Plotting `Rhat_x1` already gives us some more information! It appears `x0` is explored well, but `x1` not very. Let's draw some more samples.

In [33]:
bins = np.linspace(-6, 6, 150)

transition = lambda current: transition_MH(current, p_prop_bimodal, scale=0.5)
df = simulate_multiple([(-4, -4), (-4, 4), (4, 4), (4, -4)], transition, n_iter=5000, n_warmup=1000)
a_Rhat = [[i] + [Rhat(df[df.i <= i], p) for p in ["x0", "x1"]] for i in tqdm(range(1, df.i.max()+1))]
df_Rhat = pd.DataFrame(a_Rhat, columns=["i", "Rhat_x0", "Rhat_x1"])

alt.Chart(df_Rhat).mark_line().encode(x="i", y="Rhat_x0") | alt.Chart(df_Rhat).mark_line().encode(x="i", y="Rhat_x1")

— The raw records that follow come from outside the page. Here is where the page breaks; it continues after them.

use crate::error::{BlockchainError, Result};
use crate::utils::sha256_hex;
use serde::{Deserialize, Serialize};

/// Merkle commitment over an ordered list of transaction ids.
///
/// Nodes are lowercase hex digests and a parent is the SHA-256 of the two
/// child *strings* concatenated. Whenever a level (the leaves included) has
/// an odd number of entries and more than one, its last entry is duplicated.
/// The empty list commits to SHA-256 of the empty string.
#[derive(Debug, Clone, PartialEq, Eq, Serialize, Deserialize)]
pub struct MerkleTree {
    /// levels[0] are the padded leaves, the last level holds the root
    levels: Vec<Vec<String>>,
    leaf_count: usize,
}

/// Inclusion proof for one transaction id
#[derive(Debug, Clone, PartialEq, Eq, Serialize, Deserialize)]
pub struct MerkleProof {
    pub transaction_id: String,
    pub merkle_root: String,
    pub proof_path: Vec<ProofElement>,
    pub transaction_index: usize,
}

#[derive(Debug, Clone, PartialEq, Eq, Serialize, Deserialize)]
pub struct ProofElement {
    pub hash: String,
    /// true if the sibling sits on the right
    pub is_right: bool,
}

/// Root of the commitment for `ids`.
pub fn merkle_root<S: AsRef<str>>(ids: &[S]) -> String {
    MerkleTree::from_ids(ids).root()
}

impl MerkleTree {
    pub fn from_ids<S: AsRef<str>>(ids: &[S]) -> MerkleTree {
        let mut leaves: Vec<String> = ids.iter().map(|id| id.as_ref().to_string()).collect();
        if leaves.is_empty() {
            return MerkleTree {
                levels: Vec::new(),
                leaf_count: 0,
            };
        }
        if leaves.len() % 2 != 0 {
            let last = leaves[leaves.len() - 1].clone();
            leaves.push(last);
        }

        let mut levels = vec![leaves];
        while let Some(current) = levels.last().filter(|level| level.len() > 1) {
            let mut next: Vec<String> = current
                .chunks(2)
                .map(|pair| Self::hash_pair(&pair[0], &pair[1]))
                .collect();
            if next.len() % 2 != 0 && next.len() > 1 {
                let last = next[next.len() - 1].clone();
                next.push(last);
            }
            levels.push(next);
        }

        MerkleTree {
            levels,
            leaf_count: ids.len(),
        }
    }

    pub fn root(&self) -> String {
        match self.levels.last().and_then(|level| level.first()) {
            Some(root) => root.clone(),
            None => sha256_hex(b""),
        }
    }

    pub fn leaf_count(&self) -> usize {
        self.leaf_count
    }

    pub fn is_empty(&self) -> bool {
        self.leaf_count == 0
    }

    /// Sibling path from the leaf at `transaction_index` up to the root.
    pub fn proof(&self, transaction_index: usize) -> Result<MerkleProof> {
        if transaction_index >= self.leaf_count {
            return Err(BlockchainError::InvalidBlock(format!(
                "Transaction index {transaction_index} out of bounds ({} leaves)",
                self.leaf_count
            )));
        }

        let mut proof_path = Vec::with_capacity(self.levels.len());
        let mut index = transaction_index;
        for level in &self.levels[..self.levels.len() - 1] {
            let sibling = index ^ 1;
            proof_path.push(ProofElement {
                hash: level[sibling].clone(),
                is_right: index % 2 == 0,
            });
            index /= 2;
        }

        Ok(MerkleProof {
            transaction_id: self.levels[0][transaction_index].clone(),
            merkle_root: self.root(),
            proof_path,
            transaction_index,
        })
    }

    pub fn verify_proof(proof: &MerkleProof) -> bool {
        let computed = proof
            .proof_path
            .iter()
            .fold(proof.transaction_id.clone(), |current, element| {
                if element.is_right {
                    Self::hash_pair(&current, &element.hash)
                } else {
                    Self::hash_pair(&element.hash, &current)
                }
            });
        computed == proof.merkle_root
    }

    fn hash_pair(left: &str, right: &str) -> String {
        let mut combined = String::with_capacity(left.len() + right.len());
        combined.push_str(left);
        combined.push_str(right);
        sha256_hex(combined.as_bytes())
    }
}

#[cfg(test)]
mod tests {
    use super::*;

    fn ids(n: usize) -> Vec<String> {
        (0..n).map(|i| sha256_hex(format!("tx{i}").as_bytes())).collect()
    }

    fn h(data: &str) -> String {
        sha256_hex(data.as_bytes())
    }

    #[test]
    fn test_empty_list_commits_to_hash_of_empty_string() {
        let empty: Vec<String> = vec![];
        assert_eq!(merkle_root(&empty), h(""));
        assert!(MerkleTree::from_ids(&empty).is_empty());
    }

    #[test]
    fn test_single_id_is_paired_with_itself() {
        let t = ids(1);
        assert_eq!(merkle_root(&t), h(&format!("{}{}", t[0], t[0])));
    }

    #[test]
    fn test_two_ids() {
        let t = ids(2);
        assert_eq!(merkle_root(&t), h(&format!("{}{}", t[0], t[1])));
    }

    #[test]
    fn test_three_ids_duplicate_last_leaf() {
        let t = ids(3);
        let left = h(&format!("{}{}", t[0], t[1]));
        let right = h(&format!("{}{}", t[2], t[2]));
        assert_eq!(merkle_root(&t), h(&format!("{left}{right}")));
    }

    #[test]
    fn test_six_ids_pad_inner_level() {
        // 6 leaves -> 3 parents -> padded to 4 -> 2 -> 1
        let t = ids(6);
        let p0 = h(&format!("{}{}", t[0], t[1]));
        let p1 = h(&format!("{}{}", t[2], t[3]));
        let p2 = h(&format!("{}{}", t[4], t[5]));
        let q0 = h(&format!("{p0}{p1}"));
        let q1 = h(&format!("{p2}{p2}"));
        assert_eq!(merkle_root(&t), h(&format!("{q0}{q1}")));
    }

    #[test]
    fn test_order_matters() {
        let t = ids(2);
        let reversed = vec![t[1].clone(), t[0].clone()];
        assert_ne!(merkle_root(&t), merkle_root(&reversed));
    }

    #[test]
    fn test_proofs_verify_for_every_leaf() {
        for n in [1, 2, 3, 5, 6, 11] {
            let t = ids(n);
            let tree = MerkleTree::from_ids(&t);
            for (i, id) in t.iter().enumerate() {
                let proof = tree.proof(i).unwrap();
                assert_eq!(&proof.transaction_id, id);
                assert_eq!(proof.merkle_root, merkle_root(&t));
                assert!(MerkleTree::verify_proof(&proof), "leaf {i} of {n}");
            }
        }
    }

    #[test]
    fn test_forged_proof_fails() {
        let t = ids(4);
        let tree = MerkleTree::from_ids(&t);
        let mut proof = tree.proof(2).unwrap();
        proof.transaction_id = h("forged");
        assert!(!MerkleTree::verify_proof(&proof));
    }

    #[test]
    fn test_proof_index_out_of_bounds() {
        let tree = MerkleTree::from_ids(&ids(3));
        assert!(tree.proof(3).is_err());
    }
}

100%|██████████| 1000/1000 [00:00<00:00, 1325.83it/s]
100%|██████████| 4999/4999 [00:03<00:00, 1370.48it/s]
100%|██████████| 1000/1000 [00:00<00:00, 1380.16it/s]
100%|██████████| 4999/4999 [00:03<00:00, 1379.65it/s]
100%|██████████| 1000/1000 [00:00<00:00, 1358.43it/s]
100%|██████████| 4999/4999 [00:03<00:00, 1335.44it/s]
100%|██████████| 1000/1000 [00:00<00:00, 1442.58it/s]
100%|██████████| 4999/4999 [00:03<00:00, 1379.26it/s]
  import sys
100%|██████████| 4999/4999 [00:49<00:00, 101.22it/s]


In [34]:
hist = make_2d_histogram(df, bins, bins)
hist

# Summary
We have looked at several potential convergence problems with the Metropolis-Hastings.

- Starting too far away
- Multiple modes in the distribution
- Bad configuration: too big steps or too small steps

We also developed some mitigating measures for these problems:

- Warmup: discarding first half of the samples
- Multiple chains: starting at various points in the sample space
- Rhat: monitoring convergence in a systematic way

In the final notebook, we will apply these things to our Eight Schools problem.